__YOUR ASSIGNMENT__: Copy every line from the records below that holds the word "ChiSquaredSurface".

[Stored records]
===============

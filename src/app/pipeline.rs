//! The fixed analysis pipeline, ingest through derived quantities.
//!
//! Stage order is part of the contract:
//!
//! 1. ingest both tables and convert to radial-velocity points
//! 2. pass-1 cleaning against the velocity mean
//! 3. seed fit, 3 free parameters
//! 4. pass-2 cleaning against the seed fit's residuals
//! 5. refit, 3 free parameters, to extract the phase
//! 6. final fit, 2 free parameters with the phase pinned
//! 7. chi-squared surface and contour-derived parameter uncertainties
//! 8. closed-form derived quantities and their propagated uncertainties
//!
//! Everything a caller might print, plot, or export is collected into
//! [`RunOutput`]; this module does no terminal or file output itself.

use crate::clean;
use crate::domain::{
    DegeneracyPolicy, DerivedQuantities, FitConfig, FitResult, RvPoint, UncertaintyBundle,
};
use crate::error::AppError;
use crate::fit;
use crate::io::ingest::{self, IngestedData};
use crate::physics;
use crate::uncertainty::{self, ChiSquaredSurface, Propagation};

/// Everything produced by one pipeline run.
#[derive(Debug, Clone)]
pub struct RunOutput {
    pub ingest: IngestedData,
    /// Radial-velocity points before any cleaning, for the raw-data report.
    pub points_all: Vec<RvPoint>,
    pub pass1_removed: usize,
    pub pass2_removed: usize,
    /// Points surviving both cleaning passes; the fitted sample.
    pub cleaned: Vec<RvPoint>,
    pub seed_fit: FitResult,
    pub refit: FitResult,
    pub final_fit: FitResult,
    pub surface: ChiSquaredSurface,
    pub uncertainties: UncertaintyBundle,
    pub derived: DerivedQuantities,
}

/// Run the full pipeline for one configuration.
pub fn run_fit(config: &FitConfig) -> Result<RunOutput, AppError> {
    let ingest = ingest::load_measurements(&config.data_path_1, &config.data_path_2)?;
    let points_all = physics::to_rv_points(&config.physics, &ingest.measurements);

    let pass1 = clean::pass1_mean(&points_all, config.pass1_sigma);

    let seed_fit = fit::fit_free(&pass1.points, &config.physics)?;
    let pass2 = clean::pass2_residual(&pass1.points, &seed_fit.parameters, config.pass2_sigma);

    let refit = fit::fit_free(&pass2.points, &config.physics)?;
    let final_fit = fit::fit_phase_fixed(&pass2.points, refit.parameters.phase, &config.physics)?;

    let angular_speed = final_fit.parameters.angular_speed;
    let degenerate = !angular_speed.is_finite() || angular_speed <= 0.0;
    if degenerate && config.degeneracy == DegeneracyPolicy::Reject {
        return Err(AppError::numerical(format!(
            "Fitted angular speed {angular_speed} is degenerate; derived quantities undefined.",
        )));
    }

    let surface = ChiSquaredSurface::evaluate(
        &pass2.points,
        &final_fit,
        config.contour_speed_half_width,
        config.contour_angular_half_width,
        config.contour_points,
    )?;
    let bounds = surface
        .level_bounds(surface.min_chi_squared + uncertainty::LEVEL_OFFSETS[0])
        .ok_or_else(|| {
            AppError::numerical(
                "The chi2_min + 1 contour was not captured by the grid window; \
                 widen the contour half-widths.",
            )
        })?;
    let speed_star_sigma = bounds.speed_half_width();
    let angular_speed_sigma = bounds.angular_half_width();

    let derived = physics::derive(&config.physics, &final_fit.parameters);

    let distance_sigma = uncertainty::propagate(
        &config.physics,
        Propagation::OrbitalDistance {
            angular_speed,
            angular_speed_sigma,
        },
    );
    let planet_velocity_sigma = uncertainty::propagate(
        &config.physics,
        Propagation::PlanetVelocity {
            orbital_distance: derived.orbital_distance_m,
            distance_sigma,
        },
    );
    let planet_mass_sigma = uncertainty::propagate(
        &config.physics,
        Propagation::PlanetMass {
            speed_star: final_fit.parameters.speed_star,
            planet_velocity: derived.planet_velocity_ms,
            speed_star_sigma,
            planet_velocity_sigma,
        },
    );

    Ok(RunOutput {
        ingest,
        points_all,
        pass1_removed: pass1.removed,
        pass2_removed: pass2.removed,
        cleaned: pass2.points,
        seed_fit,
        refit,
        final_fit,
        surface,
        uncertainties: UncertaintyBundle {
            speed_star: speed_star_sigma,
            angular_speed: angular_speed_sigma,
            orbital_distance: distance_sigma,
            planet_velocity: planet_velocity_sigma,
            planet_mass: planet_mass_sigma,
        },
        derived,
    })
}

#[cfg(test)]
mod tests {
    use super::*;
    use std::path::PathBuf;

    use crate::data::{self, SynthSpec};
    use crate::domain::ModelParameters;
    use crate::physics::PhysicsConfig;

    fn temp_path(name: &str) -> PathBuf {
        std::env::temp_dir().join(format!(
            "doppler_rv_pipeline_{}_{name}.csv",
            std::process::id()
        ))
    }

    fn test_config(data1: PathBuf, data2: PathBuf) -> FitConfig {
        FitConfig {
            data_path_1: data1,
            data_path_2: data2,
            pass1_sigma: 3.0,
            // Loose residual cut so the fitted sample keeps its Gaussian
            // tails and the reduced chi-squared stays near 1.
            pass2_sigma: 3.0,
            physics: PhysicsConfig::default(),
            contour_speed_half_width: 6.0,
            contour_angular_half_width: 2e-9,
            contour_points: 201,
            degeneracy: DegeneracyPolicy::Propagate,
            plot: false,
            out_dir: PathBuf::from("."),
            export: None,
        }
    }

    #[test]
    fn end_to_end_recovers_generating_parameters() {
        let truth = ModelParameters {
            speed_star: 50.0,
            angular_speed: 3e-8,
            phase: 3.0,
        };
        let spec = SynthSpec {
            out1: temp_path("e2e1"),
            out2: temp_path("e2e2"),
            count: 60,
            seed: 42,
            truth,
            uncertainty_nm: 2e-5,
            span_years: 10.0,
            outlier_prob: 0.0,
            outlier_k: 5.0,
        };
        let config = test_config(spec.out1.clone(), spec.out2.clone());
        data::generate_tables(&spec, &config.physics).unwrap();

        let run = run_fit(&config).unwrap();

        assert_eq!(run.ingest.rows_read, 60);
        assert!(run.cleaned.len() > 20);

        let params = run.final_fit.parameters;
        assert!(
            (params.speed_star - truth.speed_star).abs() < 6.0,
            "speed_star = {}",
            params.speed_star
        );
        assert!(
            (params.angular_speed - truth.angular_speed).abs() < 3e-9,
            "angular_speed = {}",
            params.angular_speed
        );
        assert!(
            (params.phase - truth.phase).abs() < 0.5,
            "phase = {}",
            params.phase
        );

        let reduced = run.final_fit.reduced_chi_squared();
        assert!((0.3..2.0).contains(&reduced), "reduced chi2 = {reduced}");

        // Uncertainties are finite, positive, and small against the values.
        let u = &run.uncertainties;
        for sigma in [
            u.speed_star,
            u.angular_speed,
            u.orbital_distance,
            u.planet_velocity,
            u.planet_mass,
        ] {
            assert!(sigma.is_finite() && sigma > 0.0, "sigma = {sigma}");
        }
        assert!(u.speed_star < params.speed_star.abs());
        assert!(u.angular_speed < params.angular_speed);

        // Derived quantities land in the plausible planetary range.
        assert!(run.derived.orbital_distance_au() > 0.5);
        assert!(run.derived.orbital_distance_au() < 20.0);
        assert!(run.derived.planet_mass_jovian() > 0.1);
        assert!(run.derived.planet_mass_jovian() < 100.0);

        let _ = std::fs::remove_file(&spec.out1);
        let _ = std::fs::remove_file(&spec.out2);
    }

    #[test]
    fn missing_input_is_an_input_error() {
        let config = test_config(
            PathBuf::from("definitely_missing_1.csv"),
            PathBuf::from("definitely_missing_2.csv"),
        );
        assert_eq!(run_fit(&config).unwrap_err().exit_code(), 2);
    }
}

===============

__RESPONSE AREA__:
use crate::uncertainty::{self, ChiSquaredSurface, Propagation};
    pub surface: ChiSquaredSurface,
    let surface = ChiSquaredSurface::evaluate(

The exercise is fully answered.